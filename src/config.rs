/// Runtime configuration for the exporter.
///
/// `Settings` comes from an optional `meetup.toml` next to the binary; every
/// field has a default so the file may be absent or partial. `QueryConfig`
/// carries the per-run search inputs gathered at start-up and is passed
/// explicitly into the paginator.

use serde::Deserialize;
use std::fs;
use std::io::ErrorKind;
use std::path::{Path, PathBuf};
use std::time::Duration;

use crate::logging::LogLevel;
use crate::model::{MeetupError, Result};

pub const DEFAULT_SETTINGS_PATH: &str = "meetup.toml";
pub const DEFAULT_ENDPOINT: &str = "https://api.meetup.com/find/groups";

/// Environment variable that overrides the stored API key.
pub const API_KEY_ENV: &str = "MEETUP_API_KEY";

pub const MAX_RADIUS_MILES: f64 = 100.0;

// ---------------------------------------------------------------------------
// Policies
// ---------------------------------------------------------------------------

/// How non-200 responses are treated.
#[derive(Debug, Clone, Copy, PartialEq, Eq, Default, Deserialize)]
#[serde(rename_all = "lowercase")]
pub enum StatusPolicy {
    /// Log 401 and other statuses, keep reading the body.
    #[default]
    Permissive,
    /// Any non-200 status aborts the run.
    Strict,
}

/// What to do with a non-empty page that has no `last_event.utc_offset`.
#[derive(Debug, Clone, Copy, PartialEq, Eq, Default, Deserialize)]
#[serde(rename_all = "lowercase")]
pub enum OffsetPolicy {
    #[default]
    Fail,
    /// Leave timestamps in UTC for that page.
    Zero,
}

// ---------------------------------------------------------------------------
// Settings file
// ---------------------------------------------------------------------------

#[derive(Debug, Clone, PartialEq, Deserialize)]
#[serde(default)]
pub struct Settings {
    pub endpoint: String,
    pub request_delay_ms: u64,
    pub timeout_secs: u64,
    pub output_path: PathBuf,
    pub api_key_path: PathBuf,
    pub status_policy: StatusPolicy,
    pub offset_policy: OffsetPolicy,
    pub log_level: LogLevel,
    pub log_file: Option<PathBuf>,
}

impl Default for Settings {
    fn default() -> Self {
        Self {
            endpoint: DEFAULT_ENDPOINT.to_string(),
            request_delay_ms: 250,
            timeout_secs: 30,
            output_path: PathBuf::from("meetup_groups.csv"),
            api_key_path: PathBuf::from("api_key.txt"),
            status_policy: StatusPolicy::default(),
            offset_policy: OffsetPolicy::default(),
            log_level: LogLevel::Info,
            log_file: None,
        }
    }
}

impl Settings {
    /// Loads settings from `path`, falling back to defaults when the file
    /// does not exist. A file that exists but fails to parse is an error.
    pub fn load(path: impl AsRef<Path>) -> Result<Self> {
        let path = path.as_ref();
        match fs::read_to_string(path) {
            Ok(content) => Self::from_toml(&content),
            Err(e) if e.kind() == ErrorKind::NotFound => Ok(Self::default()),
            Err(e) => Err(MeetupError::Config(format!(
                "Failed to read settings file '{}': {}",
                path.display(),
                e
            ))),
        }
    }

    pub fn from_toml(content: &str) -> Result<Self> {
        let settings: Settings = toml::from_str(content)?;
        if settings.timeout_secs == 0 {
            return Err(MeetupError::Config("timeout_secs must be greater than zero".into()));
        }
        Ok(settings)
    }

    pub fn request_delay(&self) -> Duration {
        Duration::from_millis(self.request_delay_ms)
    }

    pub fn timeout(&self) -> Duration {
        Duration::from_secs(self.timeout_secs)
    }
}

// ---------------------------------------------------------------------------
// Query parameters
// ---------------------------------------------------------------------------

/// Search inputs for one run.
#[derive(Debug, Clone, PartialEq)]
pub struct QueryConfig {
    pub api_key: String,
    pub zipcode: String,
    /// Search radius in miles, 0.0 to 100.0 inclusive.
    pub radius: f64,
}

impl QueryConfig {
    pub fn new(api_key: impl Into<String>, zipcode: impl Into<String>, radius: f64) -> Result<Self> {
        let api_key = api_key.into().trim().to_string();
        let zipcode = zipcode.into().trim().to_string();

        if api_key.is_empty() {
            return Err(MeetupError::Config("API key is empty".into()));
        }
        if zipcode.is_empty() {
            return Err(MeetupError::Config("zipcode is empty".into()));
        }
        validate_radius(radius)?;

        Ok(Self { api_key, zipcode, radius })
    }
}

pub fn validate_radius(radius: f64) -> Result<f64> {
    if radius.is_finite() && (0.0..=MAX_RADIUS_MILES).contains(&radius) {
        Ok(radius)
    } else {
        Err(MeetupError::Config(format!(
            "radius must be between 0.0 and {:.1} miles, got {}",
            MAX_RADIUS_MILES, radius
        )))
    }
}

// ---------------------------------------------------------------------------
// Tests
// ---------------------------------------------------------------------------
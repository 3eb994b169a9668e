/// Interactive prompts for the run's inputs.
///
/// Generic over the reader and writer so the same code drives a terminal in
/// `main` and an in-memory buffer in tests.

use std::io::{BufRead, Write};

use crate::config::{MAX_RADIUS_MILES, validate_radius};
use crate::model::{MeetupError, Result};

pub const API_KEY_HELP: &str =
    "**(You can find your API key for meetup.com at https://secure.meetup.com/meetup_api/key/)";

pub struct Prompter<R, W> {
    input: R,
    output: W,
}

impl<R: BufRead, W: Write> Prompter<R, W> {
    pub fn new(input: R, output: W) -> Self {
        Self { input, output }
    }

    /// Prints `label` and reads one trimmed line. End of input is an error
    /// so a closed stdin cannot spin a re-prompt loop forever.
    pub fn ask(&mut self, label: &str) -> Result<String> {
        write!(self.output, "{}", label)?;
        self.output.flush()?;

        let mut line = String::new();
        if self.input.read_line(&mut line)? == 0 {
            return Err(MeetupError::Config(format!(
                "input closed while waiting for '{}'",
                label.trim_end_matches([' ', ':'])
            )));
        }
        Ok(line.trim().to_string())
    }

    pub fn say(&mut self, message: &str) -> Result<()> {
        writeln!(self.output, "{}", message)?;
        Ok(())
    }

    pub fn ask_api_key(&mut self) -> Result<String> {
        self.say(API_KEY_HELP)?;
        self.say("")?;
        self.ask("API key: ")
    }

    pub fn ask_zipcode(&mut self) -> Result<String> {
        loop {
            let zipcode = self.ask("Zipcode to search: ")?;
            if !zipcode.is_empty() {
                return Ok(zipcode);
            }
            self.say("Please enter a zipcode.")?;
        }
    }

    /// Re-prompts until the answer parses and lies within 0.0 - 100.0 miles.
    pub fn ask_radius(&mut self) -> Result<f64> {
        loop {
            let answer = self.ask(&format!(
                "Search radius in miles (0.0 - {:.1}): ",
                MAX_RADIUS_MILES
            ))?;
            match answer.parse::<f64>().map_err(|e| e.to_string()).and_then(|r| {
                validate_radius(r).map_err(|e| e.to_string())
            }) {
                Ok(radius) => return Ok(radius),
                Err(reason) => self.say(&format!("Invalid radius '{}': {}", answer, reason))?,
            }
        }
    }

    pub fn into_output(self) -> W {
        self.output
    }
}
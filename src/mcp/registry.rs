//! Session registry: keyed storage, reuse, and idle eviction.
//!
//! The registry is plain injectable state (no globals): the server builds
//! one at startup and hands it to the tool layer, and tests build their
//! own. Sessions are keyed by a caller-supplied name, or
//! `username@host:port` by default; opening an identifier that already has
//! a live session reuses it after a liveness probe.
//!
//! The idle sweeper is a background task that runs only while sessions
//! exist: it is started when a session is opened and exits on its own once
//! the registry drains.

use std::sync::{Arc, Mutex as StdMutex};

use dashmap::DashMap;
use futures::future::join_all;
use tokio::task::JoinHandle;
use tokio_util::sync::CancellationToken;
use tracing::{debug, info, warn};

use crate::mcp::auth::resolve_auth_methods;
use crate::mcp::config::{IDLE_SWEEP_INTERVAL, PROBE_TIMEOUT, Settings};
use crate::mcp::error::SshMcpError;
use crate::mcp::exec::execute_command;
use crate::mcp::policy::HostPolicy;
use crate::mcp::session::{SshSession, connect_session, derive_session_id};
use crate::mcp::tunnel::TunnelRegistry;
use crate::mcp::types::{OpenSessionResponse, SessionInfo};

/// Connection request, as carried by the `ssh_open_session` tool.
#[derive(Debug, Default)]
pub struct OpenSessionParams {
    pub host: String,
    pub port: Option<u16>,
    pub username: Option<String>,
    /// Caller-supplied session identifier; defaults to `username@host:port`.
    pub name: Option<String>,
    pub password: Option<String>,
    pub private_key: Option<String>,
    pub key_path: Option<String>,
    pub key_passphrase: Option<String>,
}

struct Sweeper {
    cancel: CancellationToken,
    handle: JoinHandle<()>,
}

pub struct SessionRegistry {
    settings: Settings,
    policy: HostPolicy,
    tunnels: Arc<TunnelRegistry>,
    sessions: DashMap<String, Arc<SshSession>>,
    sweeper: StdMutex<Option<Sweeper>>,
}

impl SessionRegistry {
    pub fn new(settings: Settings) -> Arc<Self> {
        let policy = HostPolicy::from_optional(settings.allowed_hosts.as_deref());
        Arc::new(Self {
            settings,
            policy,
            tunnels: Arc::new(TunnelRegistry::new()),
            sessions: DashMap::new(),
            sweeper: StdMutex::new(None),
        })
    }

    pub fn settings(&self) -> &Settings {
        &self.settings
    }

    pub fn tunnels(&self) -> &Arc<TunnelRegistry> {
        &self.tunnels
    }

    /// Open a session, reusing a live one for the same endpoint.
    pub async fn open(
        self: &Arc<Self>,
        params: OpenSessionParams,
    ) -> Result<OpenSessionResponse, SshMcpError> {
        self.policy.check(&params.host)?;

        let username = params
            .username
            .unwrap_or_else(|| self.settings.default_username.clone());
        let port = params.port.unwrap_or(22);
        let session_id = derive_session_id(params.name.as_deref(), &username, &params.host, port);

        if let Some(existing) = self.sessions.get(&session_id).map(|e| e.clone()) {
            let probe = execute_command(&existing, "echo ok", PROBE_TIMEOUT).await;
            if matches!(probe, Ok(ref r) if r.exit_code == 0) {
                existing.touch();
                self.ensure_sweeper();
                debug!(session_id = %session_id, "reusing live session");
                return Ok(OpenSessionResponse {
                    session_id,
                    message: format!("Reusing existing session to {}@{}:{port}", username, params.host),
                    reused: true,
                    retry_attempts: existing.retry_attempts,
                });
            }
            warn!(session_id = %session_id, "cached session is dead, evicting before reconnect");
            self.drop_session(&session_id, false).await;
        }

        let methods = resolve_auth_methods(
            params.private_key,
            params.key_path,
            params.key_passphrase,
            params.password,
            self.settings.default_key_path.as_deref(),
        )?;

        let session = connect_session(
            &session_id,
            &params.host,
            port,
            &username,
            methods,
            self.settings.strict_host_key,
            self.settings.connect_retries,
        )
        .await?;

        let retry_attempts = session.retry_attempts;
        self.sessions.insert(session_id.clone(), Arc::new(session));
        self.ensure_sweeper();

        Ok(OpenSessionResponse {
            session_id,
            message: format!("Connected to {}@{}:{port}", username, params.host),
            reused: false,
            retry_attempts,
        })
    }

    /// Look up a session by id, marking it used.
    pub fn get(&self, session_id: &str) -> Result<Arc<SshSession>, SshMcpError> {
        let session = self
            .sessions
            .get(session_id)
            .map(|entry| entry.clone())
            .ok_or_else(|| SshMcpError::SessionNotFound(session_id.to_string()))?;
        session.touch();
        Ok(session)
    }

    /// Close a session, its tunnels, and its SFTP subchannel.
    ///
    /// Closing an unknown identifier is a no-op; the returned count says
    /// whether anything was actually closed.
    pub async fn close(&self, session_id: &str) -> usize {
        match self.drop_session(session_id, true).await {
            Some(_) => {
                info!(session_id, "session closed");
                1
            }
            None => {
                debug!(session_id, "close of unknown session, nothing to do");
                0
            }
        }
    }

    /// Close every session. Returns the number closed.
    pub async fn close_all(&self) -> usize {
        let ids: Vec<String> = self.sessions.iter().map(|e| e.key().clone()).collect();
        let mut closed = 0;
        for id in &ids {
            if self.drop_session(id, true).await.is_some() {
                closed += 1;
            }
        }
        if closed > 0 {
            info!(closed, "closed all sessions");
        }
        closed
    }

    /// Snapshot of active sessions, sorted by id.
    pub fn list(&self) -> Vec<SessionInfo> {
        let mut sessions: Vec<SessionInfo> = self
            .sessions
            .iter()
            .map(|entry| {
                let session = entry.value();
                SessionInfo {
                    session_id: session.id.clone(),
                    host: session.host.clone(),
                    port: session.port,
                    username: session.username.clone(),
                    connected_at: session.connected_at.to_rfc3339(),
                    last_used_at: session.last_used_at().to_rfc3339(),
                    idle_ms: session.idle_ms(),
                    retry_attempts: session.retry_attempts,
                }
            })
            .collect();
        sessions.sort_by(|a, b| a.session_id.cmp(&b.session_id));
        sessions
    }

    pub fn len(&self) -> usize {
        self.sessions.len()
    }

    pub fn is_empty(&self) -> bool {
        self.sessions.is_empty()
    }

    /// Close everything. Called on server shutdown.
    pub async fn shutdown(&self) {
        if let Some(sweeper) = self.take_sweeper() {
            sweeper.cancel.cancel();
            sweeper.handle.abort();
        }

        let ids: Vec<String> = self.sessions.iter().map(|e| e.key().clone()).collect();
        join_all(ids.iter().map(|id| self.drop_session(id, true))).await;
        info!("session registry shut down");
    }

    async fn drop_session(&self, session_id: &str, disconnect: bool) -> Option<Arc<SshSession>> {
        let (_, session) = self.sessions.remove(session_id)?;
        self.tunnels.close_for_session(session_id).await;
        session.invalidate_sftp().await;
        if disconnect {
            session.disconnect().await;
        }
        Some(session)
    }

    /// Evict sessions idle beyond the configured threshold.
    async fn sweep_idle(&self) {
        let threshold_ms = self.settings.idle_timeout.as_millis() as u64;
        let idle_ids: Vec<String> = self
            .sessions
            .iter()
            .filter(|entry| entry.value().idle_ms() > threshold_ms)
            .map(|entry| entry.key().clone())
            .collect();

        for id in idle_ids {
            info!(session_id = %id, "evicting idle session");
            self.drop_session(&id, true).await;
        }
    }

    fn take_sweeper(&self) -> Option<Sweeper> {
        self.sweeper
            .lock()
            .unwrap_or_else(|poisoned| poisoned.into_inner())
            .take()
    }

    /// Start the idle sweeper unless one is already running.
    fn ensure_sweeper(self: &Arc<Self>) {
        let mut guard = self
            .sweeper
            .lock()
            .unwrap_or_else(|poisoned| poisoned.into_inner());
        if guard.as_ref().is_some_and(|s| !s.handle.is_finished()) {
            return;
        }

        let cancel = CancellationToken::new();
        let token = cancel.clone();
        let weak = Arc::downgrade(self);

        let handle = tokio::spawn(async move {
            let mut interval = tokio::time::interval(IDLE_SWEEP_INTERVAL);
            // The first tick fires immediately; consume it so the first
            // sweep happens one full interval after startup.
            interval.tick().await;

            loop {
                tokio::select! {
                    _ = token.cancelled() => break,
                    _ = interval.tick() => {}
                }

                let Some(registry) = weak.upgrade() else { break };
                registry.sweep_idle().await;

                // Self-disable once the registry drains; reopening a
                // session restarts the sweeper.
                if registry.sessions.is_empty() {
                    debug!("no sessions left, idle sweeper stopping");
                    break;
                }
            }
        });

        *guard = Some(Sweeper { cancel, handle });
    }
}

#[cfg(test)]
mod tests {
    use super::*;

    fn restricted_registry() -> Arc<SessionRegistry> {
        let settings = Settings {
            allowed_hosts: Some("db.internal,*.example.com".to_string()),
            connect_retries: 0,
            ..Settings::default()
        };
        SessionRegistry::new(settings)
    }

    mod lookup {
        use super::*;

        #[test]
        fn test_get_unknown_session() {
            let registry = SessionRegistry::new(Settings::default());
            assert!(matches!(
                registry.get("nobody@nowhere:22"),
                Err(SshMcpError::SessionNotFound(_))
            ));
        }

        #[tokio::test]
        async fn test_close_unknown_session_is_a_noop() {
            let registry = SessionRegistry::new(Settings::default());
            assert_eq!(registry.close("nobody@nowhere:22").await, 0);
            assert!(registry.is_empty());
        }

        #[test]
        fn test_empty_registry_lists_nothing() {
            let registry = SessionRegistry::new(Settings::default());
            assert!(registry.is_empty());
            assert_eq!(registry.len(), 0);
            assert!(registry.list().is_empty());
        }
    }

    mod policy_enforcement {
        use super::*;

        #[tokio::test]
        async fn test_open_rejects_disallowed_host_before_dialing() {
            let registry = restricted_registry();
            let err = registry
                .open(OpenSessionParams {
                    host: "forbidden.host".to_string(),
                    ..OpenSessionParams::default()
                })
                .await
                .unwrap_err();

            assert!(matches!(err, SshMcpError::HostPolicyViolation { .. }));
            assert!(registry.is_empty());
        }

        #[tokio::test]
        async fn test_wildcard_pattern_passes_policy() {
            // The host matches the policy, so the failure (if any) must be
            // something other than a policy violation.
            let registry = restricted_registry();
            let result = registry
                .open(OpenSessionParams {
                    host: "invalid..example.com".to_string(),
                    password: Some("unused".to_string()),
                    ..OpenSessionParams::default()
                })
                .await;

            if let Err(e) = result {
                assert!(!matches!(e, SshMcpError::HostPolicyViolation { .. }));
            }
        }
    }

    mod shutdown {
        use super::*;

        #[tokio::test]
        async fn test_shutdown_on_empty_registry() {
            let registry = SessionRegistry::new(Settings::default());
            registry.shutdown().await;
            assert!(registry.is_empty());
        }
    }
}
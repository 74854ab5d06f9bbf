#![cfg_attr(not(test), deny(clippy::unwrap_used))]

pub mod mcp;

[DIRECTIONS FOR THIS TASK] Look over the records above, and wherever a line contains the string "bool", copy that line.

[SOLUTION FOR THIS PROBLEM]
    pub fn is_empty(&self) -> bool {
    async fn drop_session(&self, session_id: &str, disconnect: bool) -> Option<Arc<SshSession>> {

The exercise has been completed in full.